SOURCE DATA —
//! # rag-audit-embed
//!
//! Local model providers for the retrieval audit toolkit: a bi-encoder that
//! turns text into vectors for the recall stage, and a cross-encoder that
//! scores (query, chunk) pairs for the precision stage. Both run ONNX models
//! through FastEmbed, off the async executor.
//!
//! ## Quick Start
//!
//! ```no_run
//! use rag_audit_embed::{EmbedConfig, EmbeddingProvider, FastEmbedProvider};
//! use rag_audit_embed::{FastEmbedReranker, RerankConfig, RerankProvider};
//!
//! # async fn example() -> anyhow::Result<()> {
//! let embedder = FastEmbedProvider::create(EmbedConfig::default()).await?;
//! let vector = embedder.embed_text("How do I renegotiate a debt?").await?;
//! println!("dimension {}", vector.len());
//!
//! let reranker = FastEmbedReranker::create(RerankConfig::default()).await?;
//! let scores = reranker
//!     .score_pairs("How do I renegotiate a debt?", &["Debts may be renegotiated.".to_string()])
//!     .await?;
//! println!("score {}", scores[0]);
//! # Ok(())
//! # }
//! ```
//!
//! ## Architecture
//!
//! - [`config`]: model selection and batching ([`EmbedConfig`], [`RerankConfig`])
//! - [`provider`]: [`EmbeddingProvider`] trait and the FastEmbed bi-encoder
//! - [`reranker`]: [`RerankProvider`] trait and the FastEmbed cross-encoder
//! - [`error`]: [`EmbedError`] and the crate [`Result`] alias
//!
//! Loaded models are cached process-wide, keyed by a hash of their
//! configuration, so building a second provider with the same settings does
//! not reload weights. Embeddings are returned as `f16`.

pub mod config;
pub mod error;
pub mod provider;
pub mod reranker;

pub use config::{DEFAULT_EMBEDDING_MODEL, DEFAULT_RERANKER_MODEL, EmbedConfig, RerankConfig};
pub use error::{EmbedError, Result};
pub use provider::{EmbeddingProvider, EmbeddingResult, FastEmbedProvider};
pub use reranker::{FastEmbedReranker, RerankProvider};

==

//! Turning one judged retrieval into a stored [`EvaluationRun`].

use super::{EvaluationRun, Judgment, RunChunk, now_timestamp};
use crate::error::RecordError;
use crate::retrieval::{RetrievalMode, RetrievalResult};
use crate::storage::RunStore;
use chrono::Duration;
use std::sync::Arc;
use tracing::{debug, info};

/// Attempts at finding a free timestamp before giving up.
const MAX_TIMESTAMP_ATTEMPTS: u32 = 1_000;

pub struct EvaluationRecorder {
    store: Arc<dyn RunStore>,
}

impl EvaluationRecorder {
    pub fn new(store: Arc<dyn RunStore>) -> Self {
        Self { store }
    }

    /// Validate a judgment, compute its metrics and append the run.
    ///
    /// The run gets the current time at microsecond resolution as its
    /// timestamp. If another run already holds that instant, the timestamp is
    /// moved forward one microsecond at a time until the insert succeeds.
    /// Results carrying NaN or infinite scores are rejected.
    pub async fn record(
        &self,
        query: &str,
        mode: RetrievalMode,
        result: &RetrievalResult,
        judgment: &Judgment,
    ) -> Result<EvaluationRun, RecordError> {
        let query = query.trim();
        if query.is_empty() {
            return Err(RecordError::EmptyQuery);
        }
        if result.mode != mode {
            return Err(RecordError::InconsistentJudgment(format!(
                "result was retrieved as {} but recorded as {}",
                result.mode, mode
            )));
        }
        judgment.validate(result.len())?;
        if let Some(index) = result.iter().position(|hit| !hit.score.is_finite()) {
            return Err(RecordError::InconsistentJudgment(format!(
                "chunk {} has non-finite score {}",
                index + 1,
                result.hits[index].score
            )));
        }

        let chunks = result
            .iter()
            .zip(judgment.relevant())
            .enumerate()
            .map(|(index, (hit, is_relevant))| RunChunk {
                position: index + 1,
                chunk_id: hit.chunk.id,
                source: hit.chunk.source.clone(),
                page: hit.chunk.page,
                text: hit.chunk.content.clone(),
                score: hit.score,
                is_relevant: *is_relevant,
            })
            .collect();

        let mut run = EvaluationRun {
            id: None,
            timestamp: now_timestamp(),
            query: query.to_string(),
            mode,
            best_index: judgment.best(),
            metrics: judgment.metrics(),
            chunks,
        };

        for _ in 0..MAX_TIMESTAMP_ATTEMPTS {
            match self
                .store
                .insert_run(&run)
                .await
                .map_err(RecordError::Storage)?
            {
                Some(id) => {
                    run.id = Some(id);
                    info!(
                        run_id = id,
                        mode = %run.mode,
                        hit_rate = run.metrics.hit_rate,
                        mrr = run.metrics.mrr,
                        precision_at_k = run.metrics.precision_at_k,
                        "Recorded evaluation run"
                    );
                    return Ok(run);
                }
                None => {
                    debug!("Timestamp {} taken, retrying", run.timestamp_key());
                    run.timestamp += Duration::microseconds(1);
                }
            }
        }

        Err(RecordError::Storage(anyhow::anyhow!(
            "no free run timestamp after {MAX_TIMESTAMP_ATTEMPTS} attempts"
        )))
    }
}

GOAL OF THE EXERCISE —
Scan the entries for the word "debug". Report each line that has it.

EXERCISE RESPONSE —
use tracing::{debug, info};
                    debug!("Timestamp {} taken, retrying", run.timestamp_key());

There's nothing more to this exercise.